* Yemen government awaits U.N. timetable for peace moves
* U.N. says Houthi forces withdrawn from Red Sea ports
* Four-year war has left millions facing hunger
ADEN, Yemen, May 12 (Reuters) - Yemen's government wants the United Nations to give time-frames for next steps of a peace deal after Houthi forces began withdrawing from key ports in the most significant advance yet for efforts to end the four-year war and relieve hunger.
In line with an accord in Sweden last year, the Iran-aligned Houthi movement began on Saturday a unilateral pullout from three Red Sea ports used for grain, oil, commerce and aid.
Local coast guards have taken over security at the Saleef, Ras Isa and Hodeidah ports, according to the United Nations which is supervising operations there.
Some officials from the Saudi-backed, internationally recognised Yemeni government dismissed the pullout as a "show", but government negotiator Sadiq Dweid acknowledged it marked the start of implementing the Stockholm accord.
The war has killed tens of thousands of people and left millions on the brink of famine.
Dweid tweeted late on Saturday that he had held a positive meeting with the chief U.N. observer, agreeing that the pullout should lead to time frames for implementing a U.N. mechanism for inspecting ships, de-mining and removing military installations.

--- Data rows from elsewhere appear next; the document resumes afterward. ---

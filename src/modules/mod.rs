// Feature modules
// query:  sanitize, validate and classify raw input
// search: dispatch to the backend and keep the result pane current
// auth:   login gate and session checks
// render: turn results into terminal text, JSON or HTML

pub mod auth;
pub mod query;
pub mod render;
pub mod search;
pub mod fakes;
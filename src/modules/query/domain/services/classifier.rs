use super::validator::{is_valid_email, is_valid_ip, is_valid_phone};
use crate::modules::query::domain::value_objects::QueryCategory;

/// Validators in priority order; the first match wins
const PRIORITY: [(QueryCategory, fn(&str) -> bool); 3] = [
    (QueryCategory::Ip, is_valid_ip),
    (QueryCategory::Phone, is_valid_phone),
    (QueryCategory::Email, is_valid_email),
];

pub fn classify(query: &str) -> QueryCategory {
    PRIORITY
        .iter()
        .find(|(_, matches)| matches(query))
        .map(|(category, _)| *category)
        .unwrap_or(QueryCategory::Unrecognized)
}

While the Houthi move encouraged foreign powers pushing to re-open humanitarian corridors, displaced Hodeidah residents said they were not ready to return.
"We fled the war and I do not want to go back unless it ends, I fear death," said Sami, an 11-year-old who lives with his family in a graveyard in the capital Aden.
"War destroyed everything - no work and no security," said Abdul Rahman Taher, a 34-year-old man forced from his home in Hodeidah and now washing cars in Aden.
RETREAT FROM HODEIDAH
Saudi Arabia and the United Arab Emirates, leaders of the coalition backing President Abd Rabbu Mansour Hadi's government, have so far not commented on the Houthi ports withdrawal.
Sources saw this as a sign U.N. envoy Martin Griffiths had managed to get the warring sides to agree to the plan, since the coalition had quickly rejected a previous attempt by the Houthis to unilaterally withdraw last December.
Under plans to avert a full-scale assault, the Houthis are to pull back five km (three miles) from the ports between May 11 and 14. Coalition forces, currently massed four km from Hodeidah port on the edges of the city, are to retreat one km from two flashpoint districts.
In a second phase, both sides would pull troops 18 km outside the city and move heavy weapons 30 km away.
Aid organisation the International Rescue Committee said the Houthi move was a positive step, but a wider peace deal was needed to avert violence elsewhere.
"Among our biggest concern is ensuring sustained access to Hodeidah port," the Norwegian Refugee Council's Sultana Begum told Reuters. "Further military escalation risks cutting the supply line of vital food, fuel and medicines."
Hodeidah became the focus of the war last year when the coalition twice tried to seize its port to cut off the main supply line for the Houthis, whom they accuse of smuggling Iranian weapons, including missiles that have targeted Saudi cities. The group and Tehran deny the accusations.